- _TASK TO CARRY OUT_
Your answer should be only the lines below from the one with "for (paths, pairs)" to the one with "distinct.dedup();", repeated exactly, ends included.

- _EXTRACTED DATA_
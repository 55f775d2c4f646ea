// tests/simulator_test.rs
use fast_mc::mc::config::{MarketParameters, SimulationConfig};
use fast_mc::mc::mc_engine::price_asian;
use fast_mc::mc::payoffs::{InstrumentFamily, Payoff};
use fast_mc::mc::simulator::{simulate, PathSimulator};
use fast_mc::models::gbm::Gbm;
use proptest::prelude::*;

fn pool(threads: usize) -> rayon::ThreadPool {
    rayon::ThreadPoolBuilder::new()
        .num_threads(threads)
        .build()
        .expect("thread pool")
}

#[test]
fn test_same_seed_same_ensemble() {
    let params = MarketParameters::default();
    let config = SimulationConfig::new(1_001, 30, 12345);

    let first = simulate(&params, &config, 0).unwrap();
    let second = simulate(&params, &config, 0).unwrap();
    assert_eq!(first, second);

    let other_family = simulate(&params, &config, 1).unwrap();
    assert_ne!(first, other_family);
}

#[test]
fn test_ensemble_independent_of_thread_count() {
    let params = MarketParameters::default();
    let config = SimulationConfig::new(4_099, 40, 777);

    let single = pool(1).install(|| simulate(&params, &config, 2).unwrap());
    let many = pool(4).install(|| simulate(&params, &config, 2).unwrap());
    assert_eq!(single, many);

    let single_price = pool(1).install(|| price_asian(&params, &config).unwrap());
    let many_price = pool(4).install(|| price_asian(&params, &config).unwrap());
    assert_eq!(single_price.call, many_price.call);
    assert_eq!(single_price.put, many_price.put);
}

#[test]
fn test_log_increments_follow_innovations() {
    let params = MarketParameters::new(95.0, 100.0, 0.5, 0.04, 0.3, 0.01);
    let config = SimulationConfig::new(9, 16, 5);

    let sim = PathSimulator::new(&params, &config, InstrumentFamily::European).unwrap();
    let z = sim.innovations();
    let ensemble = sim.simulate().unwrap();
    let prices = ensemble.prices();

    let dt = params.t / config.num_steps as f64;
    let gbm = Gbm::from_market(&params, dt);
    for path in 0..config.num_paths {
        for step in 0..config.num_steps {
            let observed = (prices[(step + 1, path)] / prices[(step, path)]).ln();
            let expected = gbm.log_increment(z[(step, path)]);
            assert!(
                (observed - expected).abs() < 1e-12,
                "path {} step {}: {} vs {}",
                path,
                step,
                observed,
                expected
            );
        }
    }
}

#[test]
fn test_draw_count_is_half_the_paths_rounded_up() {
    let params = MarketParameters::default();
    for (paths, pairs) in [(1usize, 1usize), (2, 1), (5, 3), (10, 5)] {
        let config = SimulationConfig::new(paths, 3, 1);
        assert_eq!(config.num_pairs(), pairs);

        let z = PathSimulator::with_offset(&params, &config, 0)
            .unwrap()
            .innovations();
        let mut distinct: Vec<f64> = z.row(0).iter().map(|v| v.abs()).collect();
        distinct.sort_by(|a, b| a.partial_cmp(b).unwrap());
        distinct.dedup();
        assert_eq!(distinct.len(), pairs, "paths = {}", paths);
    }
}

#[test]
fn test_antithetic_pairs_average_to_exact_drift() {
    // ln S_T of a pair averages to ln S0 + (r - q - σ²/2) T exactly
    let params = MarketParameters::default();
    let config = SimulationConfig::new(200, 25, 31);
    let ensemble = simulate(&params, &config, 0).unwrap();
    let terminal = ensemble.terminal_prices();

    let drift = (params.r - params.q - 0.5 * params.sigma * params.sigma) * params.t;
    for pair in 0..config.num_pairs() {
        let mean_log = 0.5 * (terminal[2 * pair].ln() + terminal[2 * pair + 1].ln());
        assert!((mean_log - params.s0.ln() - drift).abs() < 1e-10);
    }
}

proptest! {
    #![proptest_config(ProptestConfig::with_cases(32))]

    #[test]
    fn prop_barrier_payoff_never_exceeds_vanilla(
        seed in any::<u64>(),
        barrier in 60.0f64..100.0,
        paths in 1usize..200,
        steps in 1usize..40,
    ) {
        let params = MarketParameters::default();
        let config = SimulationConfig::new(paths, steps, seed);
        let ensemble = simulate(&params, &config, 2).unwrap();

        let knocked = Payoff::DownAndOut { barrier }.evaluate(&ensemble, &params);
        let vanilla = Payoff::European.evaluate(&ensemble, &params);
        for (b, v) in knocked.call.iter().zip(&vanilla.call) {
            prop_assert!(b <= v);
        }
        for (b, v) in knocked.put.iter().zip(&vanilla.put) {
            prop_assert!(b <= v);
        }
    }

    #[test]
    fn prop_asian_payoff_bounded_by_path_extremes(
        seed in any::<u64>(),
        paths in 1usize..100,
        steps in 1usize..30,
    ) {
        let params = MarketParameters::default();
        let config = SimulationConfig::new(paths, steps, seed);
        let ensemble = simulate(&params, &config, 1).unwrap();

        for summary in ensemble.summaries() {
            prop_assert!(summary.minimum <= summary.average + 1e-9);
            prop_assert!(summary.average <= summary.maximum + 1e-9);
            prop_assert!(summary.minimum <= params.s0 && params.s0 <= summary.maximum);
        }
    }
}
// demos/demo.rs
use fast_mc::analytics::bs_analytic;
use fast_mc::mc::config::{MarketParameters, SimulationConfig};
use fast_mc::mc::greeks::compute_greeks;
use fast_mc::mc::mc_engine::{price_asian, price_barrier, price_european, OptionPrices};
use fast_mc::mc::payoffs::OptionSide;
use std::time::Instant;
use tracing_subscriber::{layer::SubscriberExt, util::SubscriberInitExt};

fn init_tracing(log_level: &str) {
    tracing_subscriber::registry()
        .with(
            tracing_subscriber::EnvFilter::try_from_default_env()
                .unwrap_or_else(|_| tracing_subscriber::EnvFilter::new(log_level)),
        )
        .with(tracing_subscriber::fmt::layer())
        .init();
}

fn print_prices(label: &str, result: &OptionPrices, elapsed_ms: f64) {
    println!("--- {} ({:.1} ms) ---", label, elapsed_ms);
    for side in OptionSide::BOTH {
        let estimate = result.side(side);
        println!(
            "  {:?}: {:.6} ± {:.6} (95% CI half-width {:.6})",
            side,
            estimate.price,
            estimate.std_error,
            estimate.confidence_95()
        );
    }
    println!("  Diagnostics: {:?}", result.diagnostics);
    for warning in &result.warnings {
        println!("  Warning: {}", warning);
    }
    println!();
}

fn main() -> Result<(), Box<dyn std::error::Error>> {
    init_tracing("info");

    let args: Vec<String> = std::env::args().collect();
    let num_paths = args
        .get(1)
        .and_then(|v| v.parse().ok())
        .unwrap_or(SimulationConfig::default().num_paths);

    println!("Running fast-mc Monte Carlo Demo\n");

    let params = MarketParameters::new(100.0, 100.0, 1.0, 0.05, 0.2, 0.0);
    let config = SimulationConfig::new(num_paths, 252, 12345);
    let barrier = 90.0;

    println!(
        "S0 = {}, K = {}, T = {}, r = {}, σ = {}, q = {}",
        params.s0, params.k, params.t, params.r, params.sigma, params.q
    );
    println!(
        "{} paths × {} steps, seed {}\n",
        config.num_paths, config.num_steps, config.seed
    );

    let start = Instant::now();
    let european = price_european(&params, &config)?;
    print_prices("European", &european, start.elapsed().as_secs_f64() * 1e3);

    for side in OptionSide::BOTH {
        let analytic = bs_analytic::black_scholes(
            params.s0, params.k, params.t, params.r, params.sigma, params.q, side,
        );
        let mc = european.side(side);
        println!(
            "  {:?}: analytic {:.6}, error {:.6} ({:.2} SE)",
            side,
            analytic,
            mc.price - analytic,
            (mc.price - analytic) / mc.std_error
        );
    }
    println!();

    let start = Instant::now();
    let asian = price_asian(&params, &config)?;
    print_prices("Arithmetic Asian", &asian, start.elapsed().as_secs_f64() * 1e3);

    let start = Instant::now();
    let down_and_out = price_barrier(&params, &config, barrier)?;
    print_prices(
        &format!("Down-and-out, barrier {}", barrier),
        &down_and_out,
        start.elapsed().as_secs_f64() * 1e3,
    );

    let start = Instant::now();
    let greeks = compute_greeks(&params, &config)?;
    println!(
        "--- European Greeks ({:.1} ms) ---",
        start.elapsed().as_secs_f64() * 1e3
    );
    println!("{:>6} {:>12} {:>12} {:>12} {:>12}", "", "MC call", "BS call", "MC put", "BS put");

    let (s, k, t, r, sigma, q) = (params.s0, params.k, params.t, params.r, params.sigma, params.q);
    let rows = [
        (
            "delta",
            greeks.call.delta,
            bs_analytic::bs_delta(s, k, t, r, sigma, q, OptionSide::Call),
            greeks.put.delta,
            bs_analytic::bs_delta(s, k, t, r, sigma, q, OptionSide::Put),
        ),
        (
            "gamma",
            greeks.call.gamma,
            bs_analytic::bs_gamma(s, k, t, r, sigma, q),
            greeks.put.gamma,
            bs_analytic::bs_gamma(s, k, t, r, sigma, q),
        ),
        (
            "theta",
            greeks.call.theta,
            bs_analytic::bs_theta(s, k, t, r, sigma, q, OptionSide::Call),
            greeks.put.theta,
            bs_analytic::bs_theta(s, k, t, r, sigma, q, OptionSide::Put),
        ),
        (
            "vega",
            greeks.call.vega,
            bs_analytic::bs_vega(s, k, t, r, sigma, q),
            greeks.put.vega,
            bs_analytic::bs_vega(s, k, t, r, sigma, q),
        ),
        (
            "rho",
            greeks.call.rho,
            bs_analytic::bs_rho(s, k, t, r, sigma, q, OptionSide::Call),
            greeks.put.rho,
            bs_analytic::bs_rho(s, k, t, r, sigma, q, OptionSide::Put),
        ),
    ];
    for (name, mc_call, bs_call, mc_put, bs_put) in rows {
        println!(
            "{:>6} {:>12.6} {:>12.6} {:>12.6} {:>12.6}",
            name, mc_call, bs_call, mc_put, bs_put
        );
    }

    Ok(())
}
// tests/greeks_test.rs
use fast_mc::analytics::bs_analytic;
use fast_mc::mc::config::{MarketParameters, SimulationConfig};
use fast_mc::mc::greeks::{compute_greeks, compute_greeks_for, GreekSet};
use fast_mc::mc::payoffs::{OptionSide, Payoff};

fn base_case() -> MarketParameters {
    MarketParameters::new(100.0, 100.0, 1.0, 0.05, 0.2, 0.0)
}

#[test]
fn test_bs_call_gamma_analytic() {
    let analytic_gamma = bs_analytic::bs_gamma(100.0, 100.0, 1.0, 0.05, 0.20, 0.0);
    let expected_gamma = 0.018762017345847;

    let rel_error = (analytic_gamma - expected_gamma).abs() / expected_gamma;
    println!("\nAnalytic Gamma: {}", analytic_gamma);
    println!("Relative Error (Gamma): {}", rel_error);

    assert!(rel_error < 1e-7, "Relative error for Gamma exceeds tolerance: {}", rel_error);
}

#[test]
fn test_bs_call_vega_analytic() {
    let analytic_vega = bs_analytic::bs_vega(100.0, 100.0, 1.0, 0.05, 0.20, 0.0);
    let expected_vega = 37.524034691693792;

    let rel_error = (analytic_vega - expected_vega).abs() / expected_vega;
    println!("\nAnalytic Vega: {}", analytic_vega);
    println!("Relative Error (Vega): {}", rel_error);

    assert!(rel_error < 1e-7, "Relative error for Vega exceeds tolerance: {}", rel_error);
}

#[test]
fn test_bs_call_theta_analytic() {
    let analytic_theta =
        bs_analytic::bs_theta(100.0, 100.0, 1.0, 0.05, 0.20, 0.0, OptionSide::Call);
    let expected_theta = -6.414027546438197;

    let rel_error = ((analytic_theta - expected_theta) / expected_theta).abs();
    println!("\nAnalytic Theta: {}", analytic_theta);
    println!("Relative Error (Theta): {}", rel_error);

    assert!(rel_error < 1e-7, "Relative error for Theta exceeds tolerance: {}", rel_error);
}

#[test]
#[ignore]
fn test_mc_greeks_signs_on_reference_configuration() {
    // Reference configuration: 200 000 paths, 252 steps, seed 12345 (marked as ignore for CI)
    let config = SimulationConfig::new(200_000, 252, 12345);
    let greeks = compute_greeks(&base_case(), &config).expect("Valid configuration");

    println!("\nCall greeks: {:?}", greeks.call);
    println!("Put greeks: {:?}", greeks.put);

    assert!(greeks.call.delta > 0.0 && greeks.call.delta < 1.0);
    assert!(greeks.put.delta > -1.0 && greeks.put.delta < 0.0);
    assert!(greeks.call.vega > 0.0);
    assert!(greeks.put.vega > 0.0);
    assert!(greeks.call.gamma > 0.0);
    assert!(greeks.call.rho > 0.0);
    assert!(greeks.put.rho < 0.0);
    assert!(greeks.call.theta < 0.0);
}

#[test]
fn test_mc_greeks_vs_analytic() {
    let (s, k, t, r, sigma, q) = (100.0, 100.0, 1.0, 0.05, 0.2, 0.0);
    let config = SimulationConfig::new(20_000, 50, 42);
    let greeks = compute_greeks(&base_case(), &config).expect("Valid configuration");

    let call = OptionSide::Call;
    let checks = [
        ("delta", greeks.call.delta, bs_analytic::bs_delta(s, k, t, r, sigma, q, call), 0.03),
        ("gamma", greeks.call.gamma, bs_analytic::bs_gamma(s, k, t, r, sigma, q), 0.25),
        ("theta", greeks.call.theta, bs_analytic::bs_theta(s, k, t, r, sigma, q, call), 0.10),
        ("vega", greeks.call.vega, bs_analytic::bs_vega(s, k, t, r, sigma, q), 0.05),
        ("rho", greeks.call.rho, bs_analytic::bs_rho(s, k, t, r, sigma, q, call), 0.05),
    ];

    println!("\n=== MC Greeks vs Black-Scholes ===");
    for (name, mc, analytic, tolerance) in checks {
        let rel_error = ((mc - analytic) / analytic).abs();
        println!(
            "{:>5}: MC {:>10.6}  analytic {:>10.6}  rel {:.4}%",
            name,
            mc,
            analytic,
            rel_error * 100.0
        );
        assert!(
            rel_error < tolerance,
            "Relative error for {} exceeds {}: {}",
            name,
            tolerance,
            rel_error
        );
    }
}

#[test]
fn test_greeks_are_deterministic() {
    let config = SimulationConfig::new(2_000, 20, 7);
    let first = compute_greeks(&base_case(), &config).unwrap();
    let second = compute_greeks(&base_case(), &config).unwrap();
    assert_eq!(first, second);
}

#[test]
fn test_asian_greeks_subset() {
    let config = SimulationConfig::new(10_000, 50, 3);
    let greeks = compute_greeks_for(
        &Payoff::Asian,
        &base_case(),
        &config,
        GreekSet::DELTA | GreekSet::VEGA,
    )
    .expect("Valid configuration");

    let european_delta =
        bs_analytic::bs_delta(100.0, 100.0, 1.0, 0.05, 0.2, 0.0, OptionSide::Call);
    assert!(greeks.call.delta > 0.0 && greeks.call.delta < european_delta);
    assert!(greeks.call.vega > 0.0);
    assert!(greeks.call.gamma.is_nan());
    assert!(greeks.call.rho.is_nan());
}

#[test]
fn test_greeks_reject_invalid_inputs() {
    let config = SimulationConfig::new(0, 10, 1);
    assert!(compute_greeks(&base_case(), &config).is_err());

    let params = base_case().with_volatility(-0.1);
    assert!(compute_greeks(&params, &SimulationConfig::new(100, 10, 1)).is_err());
}

#[test]
#[ignore]
fn test_mc_greeks_base_case_full_size() {
    // Full-size run at the default configuration (marked as ignore for CI)
    let params = base_case();
    let config = SimulationConfig::default();
    let greeks = compute_greeks(&params, &config).expect("Valid configuration");

    let analytic_delta =
        bs_analytic::bs_delta(100.0, 100.0, 1.0, 0.05, 0.2, 0.0, OptionSide::Call);
    let analytic_vega = bs_analytic::bs_vega(100.0, 100.0, 1.0, 0.05, 0.2, 0.0);

    println!("\n=== Full-size MC Greeks ({} paths) ===", config.num_paths);
    println!("Call: {:?}", greeks.call);
    println!("Put:  {:?}", greeks.put);

    assert!((greeks.call.delta - analytic_delta).abs() < 0.01);
    assert!(((greeks.call.vega - analytic_vega) / analytic_vega).abs() < 0.02);
}
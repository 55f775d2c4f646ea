// src/mc/config.rs
//! Market inputs and simulation settings.
//!
//! Both records are small `Copy` values. Sensitivity analysis never mutates a
//! record in place; it derives a bumped copy through the `with_*` builders.

use crate::error::{validation::*, McResult};

#[cfg(feature = "serde")]
use serde::{Deserialize, Serialize};

/// Scalar market inputs for a single pricing call.
#[derive(Debug, Clone, Copy, PartialEq)]
#[cfg_attr(feature = "serde", derive(Serialize, Deserialize))]
pub struct MarketParameters {
    /// Spot price
    pub s0: f64,
    /// Strike
    pub k: f64,
    /// Time to maturity in years
    pub t: f64,
    /// Continuously compounded risk-free rate
    pub r: f64,
    /// Annualized volatility
    pub sigma: f64,
    /// Continuous dividend yield
    pub q: f64,
}

impl MarketParameters {
    pub fn new(s0: f64, k: f64, t: f64, r: f64, sigma: f64, q: f64) -> Self {
        MarketParameters {
            s0,
            k,
            t,
            r,
            sigma,
            q,
        }
    }

    pub fn validate(&self) -> McResult<()> {
        validate_positive("s0", self.s0)?;
        validate_positive("k", self.k)?;
        validate_non_negative("t", self.t)?;
        validate_finite("r", self.r)?;
        validate_non_negative("sigma", self.sigma)?;
        validate_finite("q", self.q)?;
        Ok(())
    }

    pub fn with_spot(self, s0: f64) -> Self {
        MarketParameters { s0, ..self }
    }

    pub fn with_strike(self, k: f64) -> Self {
        MarketParameters { k, ..self }
    }

    pub fn with_maturity(self, t: f64) -> Self {
        MarketParameters { t, ..self }
    }

    pub fn with_rate(self, r: f64) -> Self {
        MarketParameters { r, ..self }
    }

    pub fn with_volatility(self, sigma: f64) -> Self {
        MarketParameters { sigma, ..self }
    }

    pub fn with_dividend_yield(self, q: f64) -> Self {
        MarketParameters { q, ..self }
    }

    /// e^(-rT)
    pub fn discount_factor(&self) -> f64 {
        (-self.r * self.t).exp()
    }
}

impl Default for MarketParameters {
    fn default() -> Self {
        MarketParameters {
            s0: 100.0,
            k: 100.0,
            t: 1.0,
            r: 0.05,
            sigma: 0.2,
            q: 0.0,
        }
    }
}

/// Path count, time discretization and seed.
///
/// Identical configs and parameters always reproduce identical paths.
#[derive(Debug, Clone, Copy, PartialEq, Eq)]
#[cfg_attr(feature = "serde", derive(Serialize, Deserialize))]
pub struct SimulationConfig {
    pub num_paths: usize,
    pub num_steps: usize,
    pub seed: u64,
}

impl SimulationConfig {
    pub fn new(num_paths: usize, num_steps: usize, seed: u64) -> Self {
        SimulationConfig {
            num_paths,
            num_steps,
            seed,
        }
    }

    pub fn validate(&self) -> McResult<()> {
        validate_paths(self.num_paths)?;
        validate_steps(self.num_steps)?;
        Ok(())
    }

    /// Number of independent normal draws per step.
    pub fn num_pairs(&self) -> usize {
        self.num_paths / 2 + self.num_paths % 2
    }
}

impl Default for SimulationConfig {
    fn default() -> Self {
        SimulationConfig {
            num_paths: 100_000,
            num_steps: 252,
            seed: 12345,
        }
    }
}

- _RESULT_
    for (paths, pairs) in [(1usize, 1usize), (2, 1), (5, 3), (10, 5)] {
        let config = SimulationConfig::new(paths, 3, 1);
        assert_eq!(config.num_pairs(), pairs);

        let z = PathSimulator::with_offset(&params, &config, 0)
            .unwrap()
            .innovations();
        let mut distinct: Vec<f64> = z.row(0).iter().map(|v| v.abs()).collect();
        distinct.sort_by(|a, b| a.partial_cmp(b).unwrap());
        distinct.dedup();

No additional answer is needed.